When reading the headers of Foundation I found this:
- (__strong const char *)UTF8String NS_RETURNS_INNER_POINTER;
// Convenience to return null-terminated UTF8 representation
This is from NSString.h
in the iOS 7.1 SDK, what does __strong const char *
mean here?
I'm most confused about the "__strong"
here.
const char* is a mutable pointer to an immutable character/string. You cannot change the contents of the location(s) this pointer points to. Also, compilers are required to give error messages when you try to do so. For the same reason, conversion from const char * to char* is deprecated.

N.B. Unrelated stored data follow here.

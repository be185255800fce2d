use forgeflow_core::TenantId;

use crate::LifecycleEvent;

/// Messages that belong to exactly one firm.
///
/// Consumers pinned to a firm use this to drop anything that is not theirs.
pub trait TenantScoped {
    fn tenant_id(&self) -> TenantId;

    fn belongs_to(&self, tenant_id: TenantId) -> bool {
        self.tenant_id() == tenant_id
    }
}

impl TenantScoped for LifecycleEvent {
    fn tenant_id(&self) -> TenantId {
        LifecycleEvent::tenant_id(self)
    }
}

In general, you can pass a char * into something that expects a const char * without an explicit cast because that's a safe thing to do (give something modifiable to something that doesn't intend to modify it), but you can't pass a const char * into something expecting a char * (without an explicit cast) because that's ...
Foundation is shared between iOS and Mac OS. On Mac OS, for a while there existed a garbage collection memory management system. It's now deprecated and not longer supported on Mac OS. It was never used on iOS.
GC used __strong
as a modifier on plain pointer type declarations to make the pointed to memory collectible. This usage of __strong
has no meaning in ARC or manual retain/release code. The fact that there's no warning for the declaration is probably only because clang issues no warnings in system headers.